══ PROVIDED DATA ══

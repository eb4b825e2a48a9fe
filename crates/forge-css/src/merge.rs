//! Field-level helpers shared by the patch `apply` methods.

use std::collections::HashSet;

use forge_color::parse_color;

/// Replace `slot` with `value` only if it parses as a color.
///
/// Rejected input is logged and leaves the previous color in place.
pub(crate) fn color(slot: &mut String, field: &'static str, value: Option<String>) {
    let Some(value) = value else { return };
    match parse_color(&value) {
        Ok(_) => *slot = value.trim().to_string(),
        Err(err) => tracing::warn!(field, %err, "keeping previous color"),
    }
}

/// Replace `slot` with `value`, clamped to `lo..=hi`. NaN is ignored.
pub(crate) fn clamped(slot: &mut f64, value: Option<f64>, lo: f64, hi: f64) {
    if let Some(value) = value.filter(|v| !v.is_nan()) {
        *slot = value.clamp(lo, hi);
    }
}

/// Replace `slot` with `value`, floored at zero. NaN is ignored.
pub(crate) fn non_negative(slot: &mut f64, value: Option<f64>) {
    clamped(slot, value, 0.0, f64::INFINITY);
}

/// Replace `slot` with any finite `value`.
pub(crate) fn finite(slot: &mut f64, value: Option<f64>) {
    if let Some(value) = value.filter(|v| v.is_finite()) {
        *slot = value;
    }
}

/// Whether `value` parses as a color.
pub(crate) fn is_color(value: &str) -> bool {
    parse_color(value).is_ok()
}

/// Whether no id appears twice.
pub(crate) fn unique_ids<'a>(ids: impl IntoIterator<Item = &'a str>) -> bool {
    let mut seen = HashSet::new();
    ids.into_iter().all(|id| seen.insert(id))
}

/// Replace `slot` with `value` if one was given.
pub(crate) fn plain<T>(slot: &mut T, value: Option<T>) {
    if let Some(value) = value {
        *slot = value;
    }
}

#[cfg(test)]
mod tests {
    use super::*;

    #[test]
    fn invalid_color_keeps_previous() {
        let mut slot = "#ffffff".to_string();
        color(&mut slot, "test", Some("nope".into()));
        assert_eq!(slot, "#ffffff");
        color(&mut slot, "test", Some(" tomato ".into()));
        assert_eq!(slot, "tomato");
        color(&mut slot, "test", None);
        assert_eq!(slot, "tomato");
    }

    #[test]
    fn numeric_guards() {
        let mut v = 0.5;
        clamped(&mut v, Some(2.0), 0.0, 1.0);
        assert!((v - 1.0).abs() < f64::EPSILON);
        clamped(&mut v, Some(f64::NAN), 0.0, 1.0);
        assert!((v - 1.0).abs() < f64::EPSILON);
        non_negative(&mut v, Some(-3.0));
        assert!(v.abs() < f64::EPSILON);
        finite(&mut v, Some(f64::INFINITY));
        assert!(v.abs() < f64::EPSILON);
        finite(&mut v, Some(-4.5));
        assert!((v + 4.5).abs() < f64::EPSILON);
    }

    #[test]
    fn duplicate_ids() {
        assert!(unique_ids(["1", "2", "3"]));
        assert!(!unique_ids(["a", "b", "a"]));
        assert!(unique_ids(std::iter::empty()));
    }
}
//! CSS grid container with named template areas.
//!
//! The template-area matrix is always `rows × columns`. Resizing keeps every
//! existing cell name that still fits; new cells are named after their
//! position: cells of a new column `c` are `area<c>`, cells of a new row `r`
//! are `area<r>` (both 1-based).

use forge_color::format_number;
use serde::{Deserialize, Serialize};

use crate::keyword::keyword_enum;
use crate::merge;
use crate::rule::RuleBlock;

pub const SELECTOR: &str = ".css-grid";

/// Smallest and largest track counts.
pub const MIN_TRACKS: usize = 1;
pub const MAX_TRACKS: usize = 6;

keyword_enum! {
    /// `justify-items` / `align-items` for grid containers.
    #[derive(Default)]
    pub enum ItemAlignment("item alignment") {
        Start => "start",
        End => "end",
        Center => "center",
        #[default]
        Stretch => "stretch",
    }
}

keyword_enum! {
    /// `justify-content` / `align-content` for grid containers.
    #[derive(Default)]
    pub enum ContentDistribution("content distribution") {
        Start => "start",
        End => "end",
        Center => "center",
        #[default]
        Stretch => "stretch",
        SpaceAround => "space-around",
        SpaceBetween => "space-between",
        SpaceEvenly => "space-evenly",
    }
}

#[derive(Debug, Clone, PartialEq, Serialize, Deserialize)]
#[serde(rename_all = "camelCase")]
pub struct CssGridConfig {
    pub columns: usize,
    pub rows: usize,
    /// px.
    pub column_gap: f64,
    /// px.
    pub row_gap: f64,
    #[serde(rename = "gridTemplateAreas")]
    pub template_areas: Vec<Vec<String>>,
    pub justify_items: ItemAlignment,
    pub align_items: ItemAlignment,
    pub justify_content: ContentDistribution,
    pub align_content: ContentDistribution,
}

impl Default for CssGridConfig {
    fn default() -> Self {
        let row = |names: [&str; 3]| names.map(String::from).to_vec();
        Self {
            columns: 3,
            rows: 3,
            column_gap: 16.0,
            row_gap: 16.0,
            template_areas: vec![
                row(["header", "header", "header"]),
                row(["sidebar", "main", "main"]),
                row(["footer", "footer", "footer"]),
            ],
            justify_items: ItemAlignment::Stretch,
            align_items: ItemAlignment::Stretch,
            justify_content: ContentDistribution::Stretch,
            align_content: ContentDistribution::Stretch,
        }
    }
}

/// Partial update for [`CssGridConfig`].
///
/// `template_areas` replaces the whole matrix; it is then reshaped to the
/// (possibly also patched) track counts. A matrix with any invalid area
/// name is refused.
#[derive(Debug, Clone, Default, PartialEq, Serialize, Deserialize)]
#[serde(rename_all = "camelCase")]
pub struct CssGridPatch {
    pub columns: Option<usize>,
    pub rows: Option<usize>,
    pub column_gap: Option<f64>,
    pub row_gap: Option<f64>,
    #[serde(rename = "gridTemplateAreas")]
    pub template_areas: Option<Vec<Vec<String>>>,
    pub justify_items: Option<ItemAlignment>,
    pub align_items: Option<ItemAlignment>,
    pub justify_content: Option<ContentDistribution>,
    pub align_content: Option<ContentDistribution>,
}

/// Whether `name` can appear in `grid-template-areas`: a single token with
/// no whitespace or quotes.
#[must_use]
pub fn is_valid_area_name(name: &str) -> bool {
    !name.is_empty() && !name.chars().any(|c| c.is_whitespace() || c == '"' || c == '\'')
}

impl CssGridConfig {
    /// Merge `patch`, then restore the `rows × columns` matrix shape.
    pub fn apply(&mut self, patch: CssGridPatch) {
        merge::non_negative(&mut self.column_gap, patch.column_gap);
        merge::non_negative(&mut self.row_gap, patch.row_gap);
        merge::plain(&mut self.justify_items, patch.justify_items);
        merge::plain(&mut self.align_items, patch.align_items);
        merge::plain(&mut self.justify_content, patch.justify_content);
        merge::plain(&mut self.align_content, patch.align_content);
        if let Some(areas) = patch.template_areas {
            self.replace_areas(areas);
        }
        let columns = patch.columns.unwrap_or(self.columns);
        let rows = patch.rows.unwrap_or(self.rows);
        self.resize(rows, columns);
    }

    fn replace_areas(&mut self, areas: Vec<Vec<String>>) {
        let areas: Vec<Vec<String>> = areas
            .into_iter()
            .map(|row| row.iter().map(|name| name.trim().to_string()).collect())
            .collect();
        match areas.iter().flatten().find(|name| !is_valid_area_name(name)) {
            Some(bad) => tracing::warn!(name = %bad, "refusing template areas with an invalid name"),
            None => self.template_areas = areas,
        }
    }

    /// Reshape to `rows × columns` (each clamped to 1–6), keeping existing
    /// names and padding new cells.
    pub fn resize(&mut self, rows: usize, columns: usize) {
        let rows = rows.clamp(MIN_TRACKS, MAX_TRACKS);
        let columns = columns.clamp(MIN_TRACKS, MAX_TRACKS);

        self.template_areas.truncate(rows);
        for row in &mut self.template_areas {
            row.truncate(columns);
            for c in row.len()..columns {
                row.push(format!("area{}", c + 1));
            }
        }
        for r in self.template_areas.len()..rows {
            self.template_areas.push(vec![format!("area{}", r + 1); columns]);
        }

        self.rows = rows;
        self.columns = columns;
    }

    /// Name the cell at (`row`, `column`), both 0-based. Returns `false` if
    /// the cell is outside the grid or the name is not a valid area name.
    pub fn set_area(&mut self, row: usize, column: usize, name: &str) -> bool {
        let name = name.trim();
        if !is_valid_area_name(name) {
            return false;
        }
        match self.template_areas.get_mut(row).and_then(|r| r.get_mut(column)) {
            Some(cell) => {
                *cell = name.to_string();
                true
            }
            None => false,
        }
    }
}

/// `grid-template-areas` value: one quoted row per line.
#[must_use]
pub fn template_areas_value(config: &CssGridConfig) -> String {
    config
        .template_areas
        .iter()
        .map(|row| format!("\"{}\"", row.join(" ")))
        .collect::<Vec<_>>()
        .join("\n")
}

#[must_use]
pub fn css_grid_css(config: &CssGridConfig) -> RuleBlock {
    RuleBlock::new(SELECTOR)
        .with("display", "grid")
        .with("grid-template-columns", format!("repeat({}, 1fr)", config.columns))
        .with("grid-template-rows", format!("repeat({}, 1fr)", config.rows))
        .with("grid-template-areas", template_areas_value(config))
        .with("column-gap", format!("{}px", format_number(config.column_gap)))
        .with("row-gap", format!("{}px", format_number(config.row_gap)))
        .with("justify-items", config.justify_items.keyword())
        .with("align-items", config.align_items.keyword())
        .with("justify-content", config.justify_content.keyword())
        .with("align-content", config.align_content.keyword())
}
// SPDX-License-Identifier: MIT
//
// Clipboard collaborator.
//
// The core never touches the system clipboard; `copy` hands text to
// whatever implements `Clipboard`. The terminal implementation uses the
// OSC 52 escape sequence, which most modern terminals (and tmux with
// `set-clipboard on`) forward to the host clipboard, over SSH too:
//
//   ESC ] 52 ; c ; <base64 payload> BEL

use std::io::Write;

use base64::Engine as _;
use base64::engine::general_purpose::STANDARD;

/// Something that can take text for the user's clipboard.
pub trait Clipboard {
    /// Offer `text`. Returns `false` if it could not be delivered.
    fn copy(&mut self, text: &str) -> bool;
}

/// Writes OSC 52 "set clipboard" sequences to a terminal stream.
pub struct Osc52Clipboard<W: Write> {
    out: W,
}

impl<W: Write> Osc52Clipboard<W> {
    pub const fn new(out: W) -> Self {
        Self { out }
    }

    #[cfg(test)]
    pub fn into_inner(self) -> W {
        self.out
    }
}

/// The full escape sequence for `text`.
#[must_use]
pub fn osc52_sequence(text: &str) -> String {
    format!("\x1b]52;c;{}\x07", STANDARD.encode(text))
}

impl<W: Write> Clipboard for Osc52Clipboard<W> {
    fn copy(&mut self, text: &str) -> bool {
        let sequence = osc52_sequence(text);
        let result = self
            .out
            .write_all(sequence.as_bytes())
            .and_then(|()| self.out.flush());
        match result {
            Ok(()) => {
                tracing::debug!(bytes = text.len(), "copied to clipboard");
                true
            }
            Err(err) => {
                tracing::warn!(%err, "clipboard write failed");
                false
            }
        }
    }
}
//! Glassmorphism — a frosted translucent panel.
//!
//! The box shadow has fixed geometry (`0 8px 32px 0`); only its color and
//! opacity vary. Shadow opacity is `shadow_intensity / 10`.

use forge_color::format_number;
use forge_palette::css_rgba;
use serde::{Deserialize, Serialize};

use crate::merge;
use crate::rule::RuleBlock;

pub const SELECTOR: &str = ".glassmorphism";

/// Upper bound of [`GlassmorphismConfig::shadow_intensity`].
pub const MAX_SHADOW_INTENSITY: f64 = 10.0;

#[derive(Debug, Clone, PartialEq, Serialize, Deserialize)]
#[serde(rename_all = "camelCase")]
pub struct GlassmorphismConfig {
    pub background_color: String,
    /// 0.0–1.0.
    pub background_opacity: f64,
    /// Backdrop blur radius in px.
    pub backdrop_blur: f64,
    /// Corner radius in px.
    pub border_radius: f64,
    /// Border width in px.
    pub border_width: f64,
    pub border_color: String,
    /// 0.0–1.0.
    pub border_opacity: f64,
    /// 0.0–10.0.
    pub shadow_intensity: f64,
    pub shadow_color: String,
}

impl Default for GlassmorphismConfig {
    fn default() -> Self {
        Self {
            background_color: "#ffffff".to_string(),
            background_opacity: 0.25,
            backdrop_blur: 10.0,
            border_radius: 16.0,
            border_width: 1.0,
            border_color: "#ffffff".to_string(),
            border_opacity: 0.18,
            shadow_intensity: 0.8,
            shadow_color: "#000000".to_string(),
        }
    }
}

/// Partial update for [`GlassmorphismConfig`].
#[derive(Debug, Clone, Default, PartialEq, Serialize, Deserialize)]
#[serde(rename_all = "camelCase")]
pub struct GlassmorphismPatch {
    pub background_color: Option<String>,
    pub background_opacity: Option<f64>,
    pub backdrop_blur: Option<f64>,
    pub border_radius: Option<f64>,
    pub border_width: Option<f64>,
    pub border_color: Option<String>,
    pub border_opacity: Option<f64>,
    pub shadow_intensity: Option<f64>,
    pub shadow_color: Option<String>,
}

impl GlassmorphismConfig {
    /// Merge `patch` field by field, clamping numbers into range.
    pub fn apply(&mut self, patch: GlassmorphismPatch) {
        merge::color(&mut self.background_color, "background-color", patch.background_color);
        merge::clamped(&mut self.background_opacity, patch.background_opacity, 0.0, 1.0);
        merge::non_negative(&mut self.backdrop_blur, patch.backdrop_blur);
        merge::non_negative(&mut self.border_radius, patch.border_radius);
        merge::non_negative(&mut self.border_width, patch.border_width);
        merge::color(&mut self.border_color, "border-color", patch.border_color);
        merge::clamped(&mut self.border_opacity, patch.border_opacity, 0.0, 1.0);
        merge::clamped(
            &mut self.shadow_intensity,
            patch.shadow_intensity,
            0.0,
            MAX_SHADOW_INTENSITY,
        );
        merge::color(&mut self.shadow_color, "shadow-color", patch.shadow_color);
    }
}

/// Format a glassmorphism configuration.
///
/// Out-of-range numbers are clamped on the way out, so hand-built
/// configurations format the same as ones that went through the store.
#[must_use]
pub fn glassmorphism_css(config: &GlassmorphismConfig) -> RuleBlock {
    let blur = format!("blur({}px)", format_number(config.backdrop_blur.max(0.0)));
    let intensity = config.shadow_intensity.clamp(0.0, MAX_SHADOW_INTENSITY);
    let border = format!(
        "{}px solid {}",
        format_number(config.border_width.max(0.0)),
        css_rgba(&config.border_color, config.border_opacity),
    );
    let shadow = format!(
        "0 8px 32px 0 {}",
        css_rgba(&config.shadow_color, intensity / MAX_SHADOW_INTENSITY),
    );

    RuleBlock::new(SELECTOR)
        .with("background", css_rgba(&config.background_color, config.background_opacity))
        .with("backdrop-filter", blur.clone())
        .with("-webkit-backdrop-filter", blur)
        .with("border-radius", format!("{}px", format_number(config.border_radius.max(0.0))))
        .with("border", border)
        .with("box-shadow", shadow)
}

═══

**TASK ITEM**
Set down exactly the lines above that run from the start of the listing to the line with "pub(crate) fn finite(slot: &mut". Leave out every later line.

**EXPECTED ANSWER**
repository eb4b825e2a48a9fe
filename crates/forge-css/src/merge.rs
//! Field-level helpers shared by the patch `apply` methods.

use std::collections::HashSet;

use forge_color::parse_color;

/// Replace `slot` with `value` only if it parses as a color.
///
/// Rejected input is logged and leaves the previous color in place.
pub(crate) fn color(slot: &mut String, field: &'static str, value: Option<String>) {
    let Some(value) = value else { return };
    match parse_color(&value) {
        Ok(_) => *slot = value.trim().to_string(),
        Err(err) => tracing::warn!(field, %err, "keeping previous color"),
    }
}

/// Replace `slot` with `value`, clamped to `lo..=hi`. NaN is ignored.
pub(crate) fn clamped(slot: &mut f64, value: Option<f64>, lo: f64, hi: f64) {
    if let Some(value) = value.filter(|v| !v.is_nan()) {
        *slot = value.clamp(lo, hi);
    }
}

/// Replace `slot` with `value`, floored at zero. NaN is ignored.
pub(crate) fn non_negative(slot: &mut f64, value: Option<f64>) {
    clamped(slot, value, 0.0, f64::INFINITY);
}

/// Replace `slot` with any finite `value`.
pub(crate) fn finite(slot: &mut f64, value: Option<f64>) {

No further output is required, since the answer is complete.